Cassandra write performance - node.js

We have this Cassandra cluster and would like to know if current performance is normal and what we can do to improve it.
Cluster is formed of 3 nodes located on the same datacenter with total capacity of 465GB and 2GB of Heap per node. Each node has 8 cores and 8GB or RAM. Version of different components are cqlsh 5.0.1 | Cassandra 2.1.11.872 | DSE 4.7.4 | CQL spec 3.2.1 | Native protocol v3
The workload is described as follows:
Keyspace use org.apache.cassandra.locator.SimpleStrategy placement strategy and replication factor of 3 (this is very important for us)
Workload consist mainly of write operations into a single table. The table schema is as follows:
CREATE TABLE aiceweb.records (
process_id timeuuid,
partition_key int,
collected_at timestamp,
received_at timestamp,
value text,
PRIMARY KEY ((process_id, partition_key), collected_at, received_at)
) WITH CLUSTERING ORDER BY (collected_at DESC, received_at ASC)
AND read_repair_chance = 0.0
AND dclocal_read_repair_chance = 0.1
AND gc_grace_seconds = 864000
AND bloom_filter_fp_chance = 0.01
AND caching = { 'keys' : 'ALL', 'rows_per_partition' : 'NONE' }
AND comment = ''
AND compaction = { 'class' : 'org.apache.cassandra.db.compaction.SizeTieredCompactionStrategy' }
AND compression = { 'sstable_compression' : 'org.apache.cassandra.io.compress.LZ4Compressor' }
AND default_time_to_live = 0
AND speculative_retry = '99.0PERCENTILE'
AND min_index_interval = 128
AND max_index_interval = 2048;
Write operations come from a NodeJS based API server. The Nodejs driver provided by Datastax is used (version recently updated from 2.1.1 to 3.2.0). The code in charge of performing the write request will group write operations per Primary Key and additionally it will limit the request size to 500 INSERTs per request.

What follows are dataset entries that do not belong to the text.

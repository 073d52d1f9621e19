//! A small numeric evaluator for dependency equations.

use parambank_core::{
    ArrayValue, Bindings, Dual, Evaluation, Evaluator, Expr, Scalar, StoreError, Value,
};
use parambank_index::linear_index;

/// Substitutes bound names and folds arithmetic.
///
/// Handles `+ - * /`, negation, element indexing, and the unary functions
/// `exp`, `sin`, `cos`, `sqrt`. Arithmetic is elementwise over arrays with
/// scalar broadcasting. Dual operands propagate their partials. Unknown
/// names and unknown functions are left symbolic.
#[derive(Debug, Clone, Copy, Default)]
pub struct ArithmeticEvaluator;

impl Evaluator for ArithmeticEvaluator {
    fn evaluate(&self, expr: &Expr, bindings: &Bindings) -> Result<Evaluation, StoreError> {
        Ok(match reduce(expr, bindings)? {
            Expr::Literal(value) => Evaluation::Resolved(value),
            symbolic => Evaluation::Symbolic(symbolic),
        })
    }
}

#[derive(Debug, Clone, Copy)]
enum BinOp {
    Add,
    Sub,
    Mul,
    Div,
}

fn eval_error(message: impl Into<String>) -> StoreError {
    StoreError::Evaluation {
        message: message.into(),
    }
}

fn reduce(expr: &Expr, bindings: &Bindings) -> Result<Expr, StoreError> {
    Ok(match expr {
        Expr::Literal(v) => Expr::Literal(v.clone()),
        Expr::Ref(name) => match bindings.get(name) {
            Some(v) => Expr::Literal(v.clone()),
            None => Expr::Ref(name.clone()),
        },
        Expr::Index(inner, subs) => {
            // An element may be bound on its own (`p[2]`) while the array is not.
            if let Expr::Ref(name) = inner.as_ref() {
                if !bindings.contains_key(name) {
                    if let Some(v) = bindings.get(&expr.to_string()) {
                        return Ok(Expr::Literal(v.clone()));
                    }
                }
            }
            match reduce(inner, bindings)? {
                Expr::Literal(value) => Expr::Literal(index_value(&value, subs)?),
                other => Expr::Index(Box::new(other), subs.clone()),
            }
        }
        Expr::Neg(inner) => match reduce(inner, bindings)? {
            Expr::Literal(value) => Expr::Literal(map_value(&value, neg)?),
            other => Expr::Neg(Box::new(other)),
        },
        Expr::Add(a, b) => binary(BinOp::Add, a, b, bindings, Expr::Add)?,
        Expr::Sub(a, b) => binary(BinOp::Sub, a, b, bindings, Expr::Sub)?,
        Expr::Mul(a, b) => binary(BinOp::Mul, a, b, bindings, Expr::Mul)?,
        Expr::Div(a, b) => binary(BinOp::Div, a, b, bindings, Expr::Div)?,
        Expr::Call(function, args) => {
            let args: Vec<Expr> = args
                .iter()
                .map(|a| reduce(a, bindings))
                .collect::<Result<_, _>>()?;
            match (unary_function(function), args.as_slice()) {
                (Some(f), [Expr::Literal(value)]) => Expr::Literal(map_value(value, f)?),
                _ => Expr::Call(function.clone(), args),
            }
        }
    })
}

fn binary(
    op: BinOp,
    a: &Expr,
    b: &Expr,
    bindings: &Bindings,
    rebuild: fn(Box<Expr>, Box<Expr>) -> Expr,
) -> Result<Expr, StoreError> {
    let (a, b) = (reduce(a, bindings)?, reduce(b, bindings)?);
    Ok(match (&a, &b) {
        (Expr::Literal(x), Expr::Literal(y)) => Expr::Literal(zip_values(op, x, y)?),
        _ => rebuild(Box::new(a), Box::new(b)),
    })
}

fn index_value(value: &Value, subs: &[usize]) -> Result<Value, StoreError> {
    match value {
        Value::Array(array) => linear_index(&array.shape, subs)
            .and_then(|i| array.data.get(i))
            .cloned()
            .map(Value::Scalar)
            .ok_or_else(|| eval_error(format!("subscript {subs:?} out of range for {value}"))),
        Value::Scalar(_) => Err(eval_error(format!("cannot index scalar {value}"))),
    }
}

fn map_value(
    value: &Value,
    f: impl Fn(&Scalar) -> Result<Scalar, StoreError>,
) -> Result<Value, StoreError> {
    Ok(match value {
        Value::Scalar(s) => Value::Scalar(f(s)?),
        Value::Array(array) => Value::Array(ArrayValue {
            shape: array.shape.clone(),
            data: array.data.iter().map(f).collect::<Result<_, _>>()?,
        }),
    })
}

fn zip_values(op: BinOp, a: &Value, b: &Value) -> Result<Value, StoreError> {
    match (a, b) {
        (Value::Scalar(x), Value::Scalar(y)) => Ok(Value::Scalar(scalar_binop(op, x, y)?)),
        (Value::Array(_), Value::Scalar(y)) => map_value(a, |x| scalar_binop(op, x, y)),
        (Value::Scalar(x), Value::Array(_)) => map_value(b, |y| scalar_binop(op, x, y)),
        (Value::Array(x), Value::Array(y)) => {
            if x.shape != y.shape {
                return Err(eval_error(format!(
                    "shape mismatch: {:?} vs {:?}",
                    x.shape, y.shape
                )));
            }
            Ok(Value::Array(ArrayValue {
                shape: x.shape.clone(),
                data: x
                    .data
                    .iter()
                    .zip(&y.data)
                    .map(|(p, q)| scalar_binop(op, p, q))
                    .collect::<Result<_, _>>()?,
            }))
        }
    }
}

fn as_dual(s: &Scalar) -> Option<Dual> {
    match s {
        Scalar::Dual(d) => Some(d.clone()),
        other => other.as_f64().map(|v| Dual::constant(v, 0)),
    }
}

fn as_int(s: &Scalar) -> Option<i64> {
    match s {
        Scalar::Bool(b) => Some(i64::from(*b)),
        Scalar::Int(i) => Some(*i),
        _ => None,
    }
}

fn scalar_binop(op: BinOp, a: &Scalar, b: &Scalar) -> Result<Scalar, StoreError> {
    if matches!(a, Scalar::Text(_)) || matches!(b, Scalar::Text(_)) {
        return Err(eval_error(format!("non-numeric operand in {a} {op:?} {b}")));
    }
    if matches!(a, Scalar::Dual(_)) || matches!(b, Scalar::Dual(_)) {
        let (Some(x), Some(y)) = (as_dual(a), as_dual(b)) else {
            return Err(eval_error("dual arithmetic on non-numeric operand"));
        };
        return Ok(Scalar::Dual(match op {
            BinOp::Add => &x + &y,
            BinOp::Sub => &x - &y,
            BinOp::Mul => &x * &y,
            BinOp::Div => &x / &y,
        }));
    }
    if let (Some(x), Some(y)) = (as_int(a), as_int(b)) {
        let exact = match op {
            BinOp::Add => x.checked_add(y),
            BinOp::Sub => x.checked_sub(y),
            BinOp::Mul => x.checked_mul(y),
            BinOp::Div => None,
        };
        if let Some(i) = exact {
            return Ok(Scalar::Int(i));
        }
    }
    let (Some(x), Some(y)) = (a.as_f64(), b.as_f64()) else {
        return Err(eval_error("arithmetic on non-numeric operand"));
    };
    Ok(Scalar::Float(match op {
        BinOp::Add => x + y,
        BinOp::Sub => x - y,
        BinOp::Mul => x * y,
        BinOp::Div => x / y,
    }))
}

fn neg(s: &Scalar) -> Result<Scalar, StoreError> {
    Ok(match s {
        Scalar::Bool(b) => Scalar::Int(-i64::from(*b)),
        Scalar::Int(i) => i
            .checked_neg()
            .map_or(Scalar::Float(-(*i as f64)), Scalar::Int),
        Scalar::Float(x) => Scalar::Float(-x),
        Scalar::Dual(d) => Scalar::Dual(-d),
        Scalar::Text(_) => return Err(eval_error(format!("cannot negate {s}"))),
    })
}

type UnaryFn = fn(&Scalar) -> Result<Scalar, StoreError>;

fn unary_function(name: &str) -> Option<UnaryFn> {
    let f: UnaryFn = match name {
        "exp" => |s| real_fn(s, f64::exp, f64::exp),
        "sin" => |s| real_fn(s, f64::sin, f64::cos),
        "cos" => |s| real_fn(s, f64::cos, |x| -x.sin()),
        "sqrt" => |s| real_fn(s, f64::sqrt, |x| 0.5 / x.sqrt()),
        _ => return None,
    };
    Some(f)
}

/// Apply `f` with derivative `df`, carrying partials through duals.
fn real_fn(s: &Scalar, f: fn(f64) -> f64, df: fn(f64) -> f64) -> Result<Scalar, StoreError> {
    match s {
        Scalar::Dual(d) => Ok(Scalar::Dual(d.chain(f(d.value), df(d.value)))),
        other => other
            .as_f64()
            .map(|x| Scalar::Float(f(x)))
            .ok_or_else(|| eval_error(format!("non-numeric argument {other}"))),
    }
}

#[cfg(test)]
mod tests {
    use super::*;

    fn eval(expr: &Expr, bindings: &Bindings) -> Evaluation {
        ArithmeticEvaluator.evaluate(expr, bindings).unwrap()
    }

    #[test]
    fn folds_bound_arithmetic() {
        let mut b = Bindings::new();
        b.insert("k".into(), Value::from(3.0));
        let e = Expr::lit(2.0) * Expr::var("k") - Expr::lit(1i64);
        assert_eq!(eval(&e, &b), Evaluation::Resolved(Value::from(5.0)));
    }

    #[test]
    fn integer_arithmetic_stays_integral() {
        let e = Expr::lit(2i64) * Expr::lit(3i64);
        assert_eq!(eval(&e, &Bindings::new()), Evaluation::Resolved(Value::from(6i64)));
        let e = Expr::lit(3i64) / Expr::lit(2i64);
        assert_eq!(eval(&e, &Bindings::new()), Evaluation::Resolved(Value::from(1.5)));
    }

    #[test]
    fn unbound_names_stay_symbolic_but_reduce() {
        let e = (Expr::lit(1.0) + Expr::lit(1.0)) * Expr::var("t");
        assert_eq!(
            eval(&e, &Bindings::new()),
            Evaluation::Symbolic(Expr::lit(2.0) * Expr::var("t"))
        );
    }

    #[test]
    fn indexing_and_broadcast() {
        let mut b = Bindings::new();
        b.insert("p".into(), Value::vector([1.0, 2.0, 3.0]));
        let e = Expr::var("p").index(vec![2]);
        assert_eq!(eval(&e, &b), Evaluation::Resolved(Value::from(2.0)));
        let e = Expr::var("p") * Expr::lit(2.0);
        assert_eq!(
            eval(&e, &b),
            Evaluation::Resolved(Value::vector([2.0, 4.0, 6.0]))
        );
    }

    #[test]
    fn element_bound_without_array() {
        let mut b = Bindings::new();
        b.insert("p[2]".into(), Value::from(7.0));
        let e = Expr::var("p").index(vec![2]);
        assert_eq!(eval(&e, &b), Evaluation::Resolved(Value::from(7.0)));
    }

    #[test]
    fn functions_carry_partials() {
        let mut b = Bindings::new();
        b.insert("x".into(), Value::from(Scalar::Dual(Dual::seeded(0.0, vec![1.0]))));
        let e = Expr::call("sin", vec![Expr::var("x")]);
        match eval(&e, &b) {
            Evaluation::Resolved(Value::Scalar(Scalar::Dual(d))) => {
                assert_eq!(d.value, 0.0);
                assert_eq!(d.partials, vec![1.0]);
            }
            other => panic!("expected dual, got {other:?}"),
        }
    }

    #[test]
    fn unknown_function_is_symbolic() {
        let e = Expr::call("gamma", vec![Expr::lit(1.0)]);
        assert!(matches!(eval(&e, &Bindings::new()), Evaluation::Symbolic(_)));
    }

    #[test]
    fn text_arithmetic_is_an_error() {
        let e = Expr::lit("a") + Expr::lit(1.0);
        assert!(matches!(
            ArithmeticEvaluator.evaluate(&e, &Bindings::new()),
            Err(StoreError::Evaluation { .. })
        ));
    }
}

The write operation is performed as a BATCH. The only options explicitly set are prepare:true, logged:false.
OpsCenter reflect a historial level of less than one request per second in the last year using this setup (each write request been a BATCH of up to 500 operations directed to the same table and the same partition). Write request latency has been at 1.6ms for 90% of requests for almost the entire year but lately it has increased up to more than 2.6ms for the 90% of requests. Os Load has been below 2.0 and Disk Utilization has been below 5% most of the time with few peaks at 7%. Average Heap usage has been 1.3GB the entire year with peaks at 1.6GB even though currently this peak is rising during the last month.
The problem with this setup is that API performance has been degrading the entire year. Currently the BATCH operation can take from 300ms up to more than 12s (leading to a operation timeout). In some cases the NodeJS driver report all Cassandra drivers down even when OpsCenter report all nodes alive and healthy.
Compaction Stats shows always 0 on each node and nodetool tpstats is showing something like:
Pool Name Active Pending Completed Blocked All time blocked
CounterMutationStage 0 0 10554 0 0
ReadStage 0 0 687567 0 0
RequestResponseStage 0 0 767898 0 0
MutationStage 0 0 393407 0 0
ReadRepairStage 0 0 411 0 0
GossipStage 0 0 1314414 0 0
CacheCleanupExecutor 0 0 48 0 0
MigrationStage 0 0 0 0 0
ValidationExecutor 0 0 126 0 0
Sampler 0 0 0 0 0
MemtableReclaimMemory 0 0 497 0 0
InternalResponseStage 0 0 126 0 0
AntiEntropyStage 0 0 630 0 0
MiscStage 0 0 0 0 0
CommitLogArchiver 0 0 0 0 0
MemtableFlushWriter 0 0 485 0 0
PendingRangeCalculator 0 0 4 0 0
MemtablePostFlush 0 0 7879 0 0
CompactionExecutor 0 0 263599 0 0
AntiEntropySessions 0 0 3 0 0
HintedHandoff 0 0 8 0 0
Message type Dropped
RANGE_SLICE 0
READ_REPAIR 0
PAGED_RANGE 0
BINARY 0
READ 0
MUTATION 0
_TRACE 0
REQUEST_RESPONSE 0
COUNTER_MUTATION 0
Any help or suggestion with this problem will be deeply appreciated. Feel free to request any other information you need to analyze it.
Best regards

You are staying with same amount of requests, or the workload is growing?
Looks like the server is overloaded (maybe network).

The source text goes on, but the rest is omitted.